Kuperhatikan lagaknya. Sepertinya, ia sangat membanggakan jabatan tersebut. Aku tak bisa menampik kepongahannya. Menjadi orang yang dipercaya raja memang tidak mudah. Ia pasti sudah melakukan banyak pengorbanan demi meraih posisi yang satu itu.

Ia tak berbicara lagi setelah itu, mungkin ia ingin fokus menghabiskan hidangannya sebelum dipeluk oleh hawa dingin. Begitu selesai, pemuda gagah itu meneliti bungkusan yang tadi sudah diabaikan. "Apa ini milik seorang pedagang?" Ia bertanya sambil mengambil beberapa buah yang besar dan segar.

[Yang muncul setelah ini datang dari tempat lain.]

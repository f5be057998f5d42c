use crate::answers::AnswerSet;
use crate::error::{ValidationError, ValidationReason};
use crate::predicate::{EvalContext, Predicate};
use cuiscope_types::{AnswerValue, CoverageStatus, RawAnswer};

#[derive(Clone, Debug, PartialEq, Eq)]
pub enum AnswerType {
    Boolean,
    SingleChoice {
        values: Vec<String>,
    },
    MultiChoice {
        values: Vec<String>,
    },
    /// Free text. When `values` is non-empty the trimmed text must equal one
    /// of them.
    FreeText {
        values: Vec<String>,
    },
    /// Integer with optional inclusive bounds.
    Number {
        min: Option<i64>,
        max: Option<i64>,
    },
}

impl AnswerType {
    pub fn name(&self) -> &'static str {
        match self {
            AnswerType::Boolean => "boolean",
            AnswerType::SingleChoice { .. } => "single_choice",
            AnswerType::MultiChoice { .. } => "multi_choice",
            AnswerType::FreeText { .. } => "free_text",
            AnswerType::Number { .. } => "number",
        }
    }

    /// Allowed values for choice and enumerated free-text questions.
    pub fn values(&self) -> &[String] {
        match self {
            AnswerType::SingleChoice { values }
            | AnswerType::MultiChoice { values }
            | AnswerType::FreeText { values } => values,
            AnswerType::Boolean | AnswerType::Number { .. } => &[],
        }
    }

    /// Whether `value` may appear as an answer (or literal) for this type.
    /// Open free text accepts anything.
    pub fn allows(&self, value: &str) -> bool {
        match self {
            AnswerType::FreeText { values } if values.is_empty() => true,
            other => other.values().iter().any(|v| v == value),
        }
    }
}

#[derive(Clone, Debug, PartialEq, Eq)]
pub struct Question {
    pub id: String,
    pub text: String,
    pub help: Option<String>,
    pub answer_type: AnswerType,
    /// Evaluated against earlier answers; the question is asked only when
    /// this is true.
    pub depends_on: Option<Predicate>,
    /// Control ids the question informs. Informational only.
    pub controls: Vec<String>,
    /// Highlighted by renderers.
    pub critical: bool,
}

impl Question {
    pub fn new(id: &str, text: &str, answer_type: AnswerType) -> Self {
        Self {
            id: id.to_string(),
            text: text.to_string(),
            help: None,
            answer_type,
            depends_on: None,
            controls: Vec::new(),
            critical: false,
        }
    }

    pub fn boolean(id: &str, text: &str) -> Self {
        Self::new(id, text, AnswerType::Boolean)
    }

    pub fn single_choice(id: &str, text: &str, values: &[&str]) -> Self {
        Self::new(
            id,
            text,
            AnswerType::SingleChoice {
                values: values.iter().map(|v| v.to_string()).collect(),
            },
        )
    }

    pub fn multi_choice(id: &str, text: &str, values: &[&str]) -> Self {
        Self::new(
            id,
            text,
            AnswerType::MultiChoice {
                values: values.iter().map(|v| v.to_string()).collect(),
            },
        )
    }

    pub fn depends_on(mut self, predicate: Predicate) -> Self {
        self.depends_on = Some(predicate);
        self
    }

    /// Whether the question should be asked given the answers so far.
    pub fn is_enabled(&self, answers: &AnswerSet) -> bool {
        match &self.depends_on {
            Some(predicate) => predicate.evaluate(&EvalContext::answers(answers)).is_true(),
            None => true,
        }
    }

    /// Validate provider input against this question's type.
    pub fn accept(&self, raw: &RawAnswer) -> Result<AnswerValue, ValidationError> {
        self.accept_inner(raw).map_err(|reason| ValidationError {
            question_id: self.id.clone(),
            rejected: raw.to_string(),
            reason,
        })
    }

    fn accept_inner(&self, raw: &RawAnswer) -> Result<AnswerValue, ValidationReason> {
        let wrong_type = || ValidationReason::WrongType {
            expected: self.answer_type.name(),
        };

        match &self.answer_type {
            AnswerType::Boolean => match raw {
                RawAnswer::Bool(b) => Ok(AnswerValue::Boolean(*b)),
                RawAnswer::Text(s) => parse_yes_no(s)
                    .map(AnswerValue::Boolean)
                    .ok_or_else(wrong_type),
                RawAnswer::Number(_) | RawAnswer::List(_) => Err(wrong_type()),
            },
            AnswerType::SingleChoice { values } => match raw {
                RawAnswer::Text(s) => {
                    let s = s.trim();
                    if s.is_empty() {
                        return Err(ValidationReason::Empty);
                    }
                    values
                        .iter()
                        .find(|v| v.as_str() == s)
                        .map(|v| AnswerValue::Choice(v.clone()))
                        .ok_or_else(|| ValidationReason::NotAllowed {
                            value: s.to_string(),
                        })
                }
                _ => Err(wrong_type()),
            },
            AnswerType::MultiChoice { values } => {
                let selected: Vec<&str> = match raw {
                    RawAnswer::List(items) => items.iter().map(|s| s.trim()).collect(),
                    RawAnswer::Text(s) => vec![s.trim()],
                    RawAnswer::Bool(_) | RawAnswer::Number(_) => return Err(wrong_type()),
                };
                if selected.is_empty() || selected.iter().all(|s| s.is_empty()) {
                    return Err(ValidationReason::Empty);
                }
                if let Some(bad) = selected.iter().find(|s| !values.iter().any(|v| v == *s)) {
                    return Err(ValidationReason::NotAllowed {
                        value: bad.to_string(),
                    });
                }
                // Catalog order, duplicates collapsed.
                Ok(AnswerValue::Choices(
                    values
                        .iter()
                        .filter(|v| selected.contains(&v.as_str()))
                        .cloned()
                        .collect(),
                ))
            }
            AnswerType::FreeText { .. } => match raw {
                RawAnswer::Text(s) => {
                    let s = s.trim();
                    if s.is_empty() {
                        Err(ValidationReason::Empty)
                    } else if !self.answer_type.allows(s) {
                        Err(ValidationReason::NotAllowed {
                            value: s.to_string(),
                        })
                    } else {
                        Ok(AnswerValue::Text(s.to_string()))
                    }
                }
                _ => Err(wrong_type()),
            },
            AnswerType::Number { min, max } => {
                let value = match raw {
                    RawAnswer::Number(n) => *n,
                    RawAnswer::Text(s) if s.trim().is_empty() => {
                        return Err(ValidationReason::Empty);
                    }
                    RawAnswer::Text(s) => s.trim().parse::<i64>().map_err(|_| wrong_type())?,
                    RawAnswer::Bool(_) | RawAnswer::List(_) => return Err(wrong_type()),
                };
                let below = min.is_some_and(|lo| value < lo);
                let above = max.is_some_and(|hi| value > hi);
                if below || above {
                    return Err(ValidationReason::OutOfRange {
                        value,
                        min: *min,
                        max: *max,
                    });
                }
                Ok(AnswerValue::Number(value))
            }
        }
    }
}

fn parse_yes_no(s: &str) -> Option<bool> {
    match s.trim().to_ascii_lowercase().as_str() {
        "y" | "yes" | "true" => Some(true),
        "n" | "no" | "false" => Some(false),
        _ => None,
    }
}

#[derive(Clone, Debug, PartialEq, Eq)]
pub struct QuestionModule {
    pub id: String,
    pub title: String,
    pub description: Option<String>,
    pub questions: Vec<Question>,
}

#[derive(Clone, Debug, PartialEq, Eq)]
pub struct ScopeCategory {
    pub id: String,
    pub title: String,
    /// Inclusion of any item in this category makes the boundary extensive.
    pub high_risk: bool,
    /// CMMC level implied by inclusion.
    pub level: Option<u8>,
}

#[derive(Clone, Debug, PartialEq, Eq)]
pub struct ScopeRule {
    pub item: String,
    pub title: String,
    pub category: String,
    pub when: Predicate,
}

#[derive(Clone, Copy, Debug, PartialEq, Eq)]
pub struct BoundaryThresholds {
    pub moderate_min_items: usize,
    pub extensive_min_categories: usize,
}

impl Default for BoundaryThresholds {
    fn default() -> Self {
        Self {
            moderate_min_items: 2,
            extensive_min_categories: 3,
        }
    }
}

#[derive(Clone, Debug, PartialEq, Eq)]
pub struct ControlDef {
    pub id: String,
    pub title: String,
    pub family: String,
}

/// Status a single control rule resolves to.
#[derive(Clone, Copy, Debug, PartialEq, Eq)]
pub enum RuleStatus {
    Addressed,
    PartiallyAddressed,
    NotAddressed,
}

impl From<RuleStatus> for CoverageStatus {
    fn from(value: RuleStatus) -> Self {
        match value {
            RuleStatus::Addressed => CoverageStatus::Addressed,
            RuleStatus::PartiallyAddressed => CoverageStatus::PartiallyAddressed,
            RuleStatus::NotAddressed => CoverageStatus::NotAddressed,
        }
    }
}

#[derive(Clone, Debug, PartialEq, Eq)]
pub struct ControlRule {
    pub control: String,
    /// Precondition; the rule is ignored unless this is true. Absent = true.
    pub applies_when: Option<Predicate>,
    /// Condition selecting `then` over `otherwise`. Absent = always holds.
    pub when: Option<Predicate>,
    pub then: RuleStatus,
    pub otherwise: RuleStatus,
    /// Surfaced when the rule resolves to anything but addressed.
    pub note: Option<String>,
}

#[derive(Clone, Debug, PartialEq, Eq)]
pub struct AdvisoryRule {
    pub id: String,
    pub message: String,
    pub when: Predicate,
}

Aku mengangguk, membenarkan pertanyaan tersebut. Tanganku bergerak dengan cekatan, mengambil mangkuk kosong yang menunggu dengan kalem di atas meja. 

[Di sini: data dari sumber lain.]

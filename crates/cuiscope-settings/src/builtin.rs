use anyhow::Context;
use cuiscope_domain::Catalog;

/// Source of the built-in CMMC Level 2 scoping catalog.
pub const BUILTIN_CATALOG_TOML: &str = include_str!("../catalogs/cmmc-l2-scoping.toml");

/// Load the built-in catalog through the same path as user catalogs.
pub fn builtin_catalog() -> anyhow::Result<Catalog> {
    crate::load_catalog_str(BUILTIN_CATALOG_TOML).context("built-in catalog")
}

Sebelum aku sempat pergi, ia memberikan sejumlah uang kepadaku. Dari tampilannya, aku bisa menerka bahwa uang tersebut sudah melalui perjalanan yang sangat panjang, warnanya agak kusam.

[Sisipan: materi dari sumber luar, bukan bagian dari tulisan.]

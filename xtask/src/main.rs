//! Developer tasks (schema generation, conformance, explain coverage).
//!
//! Keeping this separate avoids bloating the end-user CLI.

use anyhow::{Context, bail};
use cuiscope_app::{
    AnswerFile, AssessInput, AssessmentReport, ReplayProvider, parse_answers_json, run_assess,
    serialize_report,
};
use schemars::schema_for;
use std::fs;
use std::path::PathBuf;

/// Get the project root (parent of xtask directory).
fn project_root() -> anyhow::Result<PathBuf> {
    let manifest_dir = match std::env::var("CARGO_MANIFEST_DIR") {
        Ok(dir) => PathBuf::from(dir),
        Err(_) => std::env::current_dir().context("Cannot determine current directory")?,
    };

    // If we're in the xtask directory, go up one level
    if manifest_dir.ends_with("xtask")
        && let Some(parent) = manifest_dir.parent()
    {
        return Ok(parent.to_path_buf());
    }
    Ok(manifest_dir)
}

fn schemas_dir() -> anyhow::Result<PathBuf> {
    Ok(project_root()?.join("schemas"))
}

fn fixtures_dir() -> anyhow::Result<PathBuf> {
    Ok(project_root()?.join("tests").join("fixtures"))
}

/// Schema definition with its target filename.
struct SchemaSpec {
    filename: &'static str,
    generate: fn() -> schemars::Schema,
}

fn schema_specs() -> Vec<SchemaSpec> {
    vec![
        SchemaSpec {
            filename: "cuiscope.assessment.v1.json",
            generate: || schema_for!(AssessmentReport),
        },
        SchemaSpec {
            filename: "cuiscope.answers.v1.json",
            generate: || schema_for!(AnswerFile),
        },
        SchemaSpec {
            filename: "cuiscope.catalog.v1.json",
            generate: || schema_for!(cuiscope_settings::CatalogDefV1),
        },
        SchemaSpec {
            filename: "cuiscope.config.v1.json",
            generate: || schema_for!(cuiscope_settings::CuiscopeConfigV1),
        },
    ]
}

/// Serialize a schema to pretty-printed JSON with trailing newline.
fn serialize_schema(schema: &schemars::Schema) -> anyhow::Result<String> {
    let mut json = serde_json::to_string_pretty(schema).context("Failed to serialize schema")?;
    json.push('\n');
    Ok(json)
}

fn compile(schema: &schemars::Schema) -> anyhow::Result<jsonschema::Validator> {
    let value = serde_json::to_value(schema).context("Failed to convert schema")?;
    jsonschema::validator_for(&value).map_err(|e| anyhow::anyhow!("Failed to compile schema: {e}"))
}

fn validation_errors(validator: &jsonschema::Validator, doc: &serde_json::Value) -> Vec<String> {
    validator.iter_errors(doc).map(|e| e.to_string()).collect()
}

/// Emit schemas to the schemas/ directory.
fn emit_schemas() -> anyhow::Result<()> {
    let dir = schemas_dir()?;
    fs::create_dir_all(&dir).context("Failed to create schemas directory")?;

    for spec in schema_specs() {
        let json = serialize_schema(&(spec.generate)())?;
        let path = dir.join(spec.filename);
        fs::write(&path, &json)
            .with_context(|| format!("Failed to write schema to {}", path.display()))?;
        println!("Wrote {}", path.display());
    }

    println!("\nSchemas emitted successfully.");
    Ok(())
}

/// Check that every schema compiles, accepts the shipped documents, and
/// matches the committed copy in schemas/ when one exists.
fn validate_schemas() -> anyhow::Result<()> {
    let dir = schemas_dir()?;
    let mut errors = Vec::new();

    for spec in schema_specs() {
        let schema = (spec.generate)();
        compile(&schema).with_context(|| spec.filename.to_string())?;

        let path = dir.join(spec.filename);
        if path.exists() {
            let expected = serialize_schema(&schema)?;
            let actual = fs::read_to_string(&path)
                .with_context(|| format!("Failed to read {}", path.display()))?;
            if expected != actual {
                errors.push(format!("{} is out of date", spec.filename));
            }
        }
    }

    // The built-in catalog must satisfy its own schema.
    let catalog_schema = compile(&schema_for!(cuiscope_settings::CatalogDefV1))?;
    let catalog_doc: serde_json::Value =
        toml::from_str(cuiscope_settings::BUILTIN_CATALOG_TOML).context("parse built-in catalog")?;
    for e in validation_errors(&catalog_schema, &catalog_doc) {
        errors.push(format!("built-in catalog: {e}"));
    }

    let answers_schema = compile(&schema_for!(AnswerFile))?;
    for (name, doc) in answer_fixtures()? {
        for e in validation_errors(&answers_schema, &doc) {
            errors.push(format!("{name}: {e}"));
        }
    }

    if errors.is_empty() {
        println!("All schemas compile and accept the shipped documents.");
        Ok(())
    } else {
        for error in &errors {
            eprintln!("  - {error}");
        }
        eprintln!("\nRun `cargo run -p xtask -- emit-schemas` to regenerate.");
        bail!("Schema validation failed with {} errors", errors.len())
    }
}

fn answer_fixtures() -> anyhow::Result<Vec<(String, serde_json::Value)>> {
    let dir = fixtures_dir()?.join("answers");
    let mut docs = Vec::new();
    for entry in fs::read_dir(&dir).with_context(|| format!("read {}", dir.display()))? {
        let path = entry?.path();
        if path.extension().is_none_or(|ext| ext != "json") {
            continue;
        }
        let text = fs::read_to_string(&path)
            .with_context(|| format!("Failed to read {}", path.display()))?;
        let doc = serde_json::from_str(&text)
            .with_context(|| format!("Failed to parse {}", path.display()))?;
        let name = path
            .file_name()
            .unwrap_or_default()
            .to_string_lossy()
            .to_string();
        docs.push((name, doc));
    }
    docs.sort_by(|a, b| a.0.cmp(&b.0));
    Ok(docs)
}

fn print_help() {
    eprintln!("xtask commands:");
    eprintln!("  help              Show this message");
    eprintln!("  emit-schemas      Generate JSON schemas from Rust types to schemas/");
    eprintln!("  validate-schemas  Check schemas compile, accept shipped documents, match schemas/");
    eprintln!("  print-schema-ids  Print known schema IDs");
    eprintln!("  conform           Assess the complete answer fixtures and validate the reports");
    eprintln!("  explain-coverage  Validate every built-in control has an explanation");
}

/// Run the built-in catalog over every complete answer fixture and check
/// the resulting reports.
///
/// This checks:
/// 1. Each report validates against the `cuiscope.assessment.v1` schema
/// 2. Coverage lists every declared control exactly once
/// 3. A second run is identical once run metadata is normalized
fn conform() -> anyhow::Result<()> {
    let catalog = cuiscope_settings::builtin_catalog()?;
    let validator = compile(&schema_for!(AssessmentReport))?;
    println!("✓ cuiscope.assessment.v1 schema compiles");

    let mut errors = Vec::new();
    let mut assessed = 0;

    for (name, doc) in answer_fixtures()? {
        let file = parse_answers_json(&doc.to_string())
            .with_context(|| format!("parse answers: {name}"))?;
        // Only complete fixtures produce a report.
        let Ok(first) = assess_once(&catalog, file.clone()) else {
            println!("- {name}: incomplete or invalid, skipped");
            continue;
        };
        let second = assess_once(&catalog, file)?;
        assessed += 1;

        let value: serde_json::Value = serde_json::from_slice(&first)?;
        for e in validation_errors(&validator, &value) {
            errors.push(format!("{name}: {e}"));
        }

        let declared = catalog.controls().controls().len();
        let covered = value["data"]["coverage"].as_array().map_or(0, Vec::len);
        if covered != declared {
            errors.push(format!(
                "{name}: coverage has {covered} entries, catalog declares {declared}"
            ));
        }

        let first = cuiscope_test_util::normalize_nondeterministic(value);
        let second = cuiscope_test_util::normalize_nondeterministic(serde_json::from_slice(
            &second,
        )?);
        if first != second {
            errors.push(format!("{name}: reports differ between runs"));
        }

        println!("✓ {name}");
    }

    if assessed == 0 {
        bail!("no complete answer fixtures found");
    }

    if errors.is_empty() {
        println!("\n✓ All conformance checks passed!");
        Ok(())
    } else {
        for error in &errors {
            eprintln!("  - {error}");
        }
        bail!("Conformance validation failed with {} errors", errors.len())
    }
}

fn assess_once(catalog: &cuiscope_domain::Catalog, file: AnswerFile) -> anyhow::Result<Vec<u8>> {
    let output = run_assess(
        AssessInput {
            catalog,
            subject: Default::default(),
        },
        ReplayProvider::new(file),
    )?;
    serialize_report(&output.report)
}

/// Validate that every control in the built-in catalog has an explanation.
fn explain_coverage() -> anyhow::Result<()> {
    let catalog = cuiscope_settings::builtin_catalog()?;
    let mut errors = Vec::new();

    for control in catalog.controls().controls() {
        match cuiscope_types::explain::lookup_explanation(&control.id) {
            Some(exp) => {
                if exp.title.is_empty() {
                    errors.push(format!("Control '{}' has empty title", control.id));
                }
                if exp.description.is_empty() {
                    errors.push(format!("Control '{}' has empty description", control.id));
                }
                if exp.remediation.is_empty() {
                    errors.push(format!("Control '{}' has empty remediation", control.id));
                }
            }
            None => errors.push(format!("Control '{}' has no explanation", control.id)),
        }
    }

    for id in cuiscope_types::explain::all_control_ids() {
        if catalog.controls().control(id).is_none() {
            errors.push(format!("Explained control '{id}' is not in the built-in catalog"));
        }
    }

    if errors.is_empty() {
        println!(
            "✓ {} controls have explanations",
            catalog.controls().controls().len()
        );
        println!("\n✓ All explain coverage checks passed!");
        Ok(())
    } else {
        for error in &errors {
            eprintln!("  - {error}");
        }
        bail!(
            "Explain coverage validation failed with {} errors",
            errors.len()
        )
    }
}

fn main() -> anyhow::Result<()> {
    let args: Vec<String> = std::env::args().collect();
    let cmd = args.get(1).map(|s| s.as_str()).unwrap_or("help");

    match cmd {
        "help" | "--help" | "-h" => {
            print_help();
            Ok(())
        }
        "emit-schemas" => emit_schemas(),
        "validate-schemas" => validate_schemas(),
        "conform" => conform(),
        "explain-coverage" => explain_coverage(),
        "print-schema-ids" => {
            for spec in schema_specs() {
                println!("{}", spec.filename.trim_end_matches(".json"));
            }
            Ok(())
        }
        other => bail!("unknown xtask command: {other}\n\nRun `cargo run -p xtask -- help` for usage."),
    }
    .context("xtask failed")
}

"Kembaliannya untuk pedagang buah yang kaukatakan itu." Ia bangkit berdiri dan pergi di tengah rinai air hujan yang menetes dengan begitu anggun.

Malam berikutnya, sang pedagang dan sang pengawal datang kembali, tentu di saat yang berbeda. Mereka memesan hidangan yang sama dan melakukan transaksi jual-beli lewat perantara di kedai ini. 

Aku tak bisa membayangkan seberapa penasarannya mereka akan wajah satu sama lain. Mungkin mereka sudah saling menyebutkan nama dalam doa, berharap suatu hari bisa bertemu untuk sekadar menyapa dan berkenalan.

Dan mungkin takdir amat berpihak pada mereka. Sebab hari itu akhirnya datang. Di tengah badai salju yang cukup mendebarkan, mereka datang, saling menatap mata satu sama lain tanpa bicara sepatah kata pun. Namun, hati mereka jelas sudah menemukan satu sama lain, kepingan hidup yang selama ini berkelana entah ke mana.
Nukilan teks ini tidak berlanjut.